SUMMARY
The aim of this work is to assess the clinical and functional outcome of patients who underwent different types of neck dissection, with special regards to the spinal accessory nerve, trapezius muscle and shoulder function. From February 2008 to July 2010, we evaluated 17 cases of neck dissection in patients affected by laryngeal carcinoma clinically staged N0. We performed selective neck dissection (IIA-IIBIII- IV) in 11 cases (group A) and superselective neck dissection in 6 cases (group B). All patients underwent clinical examination before surgery to evaluate shoulder function. They also underwent functional evaluation of the spinal accessory nerve through electromyography (study of muscular activity) and electroneurography (study of motor action potential). Patients were evaluated before surgery (T0), 8 days after surgery (T1) and 21 days after surgery (T2). In all cases, at the end of surgery it was possible to assess the integrity of the spinal accessory nerve. The average value of the MAP was 13.06 in group A and 10.98 in group B at T0. Eight days after surgery (T1) the value of MAP was reduced to 1.35 in group A and 6.15 in group B. Electromyography evaluation showed signs of denervation in 6 cases in group A and in 2 cases in group B. Voluntary activity was not detectable in 6 cases in group A, while it was present, even if reduced, in all cases in group B. At 21 days after surgery (T2), we found a value of MAP of 1.03 in group A and 6.43 in group B. Electromyography showed signs of denervation in 10 patients in group A and in 3 cases in group B. Voluntary activity was not detectable in 10 cases in group A, while it was present in all cases in group B. The arm abduction test was 2.5 in group A and 4.0 in group B. Neck dissection quality of life questionnaire showed a value of 24.17 in group A and a value of 25.5 in group B. Our data thus confirm that surgical manipulation of the nerve may be associated with severe impairment of nerve conduction when sublevel IIB is involved in the dissection.

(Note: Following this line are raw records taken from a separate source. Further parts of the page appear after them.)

use decom_core::HostAffinity;
use std::collections::HashMap;
use std::sync::{Arc, Mutex, PoisonError};

/// One mutex per host. Checking whether a host bucket is empty and removing
/// it is not atomic on the cluster side, so reclaim attempts on the same
/// host must not overlap.
#[derive(Debug, Default)]
pub struct HostLocks {
    locks: Mutex<HashMap<HostAffinity, Arc<Mutex<()>>>>,
}

impl HostLocks {
    pub fn new() -> Self {
        Self::default()
    }

    pub fn lock_for(&self, host: &HostAffinity) -> Arc<Mutex<()>> {
        let mut locks = self.locks.lock().unwrap_or_else(PoisonError::into_inner);
        locks.entry(host.clone()).or_default().clone()
    }

    /// Runs `f` while holding the host's lock.
    pub fn with_host<T>(&self, host: &HostAffinity, f: impl FnOnce() -> T) -> T {
        let lock = self.lock_for(host);
        let _guard = lock.lock().unwrap_or_else(PoisonError::into_inner);
        f()
    }
}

KEY WORDS: Neck dissection, Spinal accessory nerve dysfunction, Shoulder disability
RIASSUNTO
Scopo di questo lavoro è stato valutare l'outcome clinico e funzionale di pazienti sottoposti a svuotamento linfonodale laterocervicale per tumori laringei in stadio clinico N0. In particolare l'attenzione è stata focalizzata sul nervo accessorio spinale e sulla funzionalità della spalla. Da Febbraio 2008 a Luglio 2010 sono stati studiati 17 casi di svuotamento linfonodale laterocervicale; in 11 casi è stato eseguito uno svuotamento selettivo (livelli IIA-IIB-III-IV)(gruppo A) e in 6 casi uno svuotamento superselettivo (livelli IIA-III-IV) (gruppo B). I pazienti sono stati valutati prima dell'intervento (T0) con un test clinico e con uno studio elettroneurografico (valutazione dell'attività muscolare) ed elettromiografico (studio del potenziale d'azione motorio). Quest'ultimo è stato ripetuto a 8 giorni (T1) e a 21 giorni (T2) dall'intervento. Una valutazione clinica è stata effettuata a distanza di un mese mediante il "neck dissection quality of life questionnaire" e l'"Arm abduction test". Nello studio elettroneurografico a T0 il valore medio del potenziale d'azione motorio (MAP) è risultato 13,06 nel gruppo A e 10,98 nel gruppo B. A T1 il MAP risultava 1,35 nel gruppo A e 6,15 nel gruppo B. Lo studio elettromiografico ha mostrato segni di denervazione in 6 casi del gruppo A e in 2 casi del gruppo B. L'attività volontaria non era registrabile in 6 casi del gruppo A mentre era presente, seppur ridotta, in tutti i casi del gruppo B. A T2 il valore del MAP è risultato di 1,03 nel gruppo A e di 6,43 nel gruppo B. L'elettromiografia ha confermato i segni di denervazione in 10 casi del gruppo A e in 3 casi del gruppo B. L'attività volontaria non era registrabile in 10 casi del gruppo A ed era invece presente in tutti i casi del gruppo B. L'"arm abduction" test è risultato di 2,5 nel gruppo A e 4 nel gruppo B. Il "Neck dissection quality of life questionnaire" ha mostrato un valore di 24,17 nel gruppo A e di 25,5 nel gruppo B. I nostri dati confermano che la manipolazione chirurgica del nervo accessorio può determinare una severa disfunzione quando il sottolivello IIB è compreso nella dissezione.
Introduction
A safe oncological result is, obviously, the goal of cancer therapy, but an improvement in the patient's quality of life after extensive surgery must be considered. Neck dissection is an important step during laryngeal cancer treatment in terms of cosmetic disfigurement, but also in terms of short- and long-term morbidity. For many years, the gold standard to treat neck metastases was radical neck dissection, but the modern trend of cancer surgery is to eradicate tumours trying to prevent short- and longterm consequences as much as possible; from this point of view, whenever possible, modified radical neck dissections, selective neck dissections and superselective neck dissections can be performed. Sacrifice or injury of the spinal accessory nerve leads to denervation and atrophy of the trapezius muscle with the onset of shoulder disability; patients show shoulder droop, pain, weakness and limited range of motion. In modified radical neck dissection and selective and superselective neck dissections, the manipulation of the spinal accessory nerve is lower 1. This fact might help patients to have better subjective outcomes, but also to lessen morbidity after a such an invasive surgery.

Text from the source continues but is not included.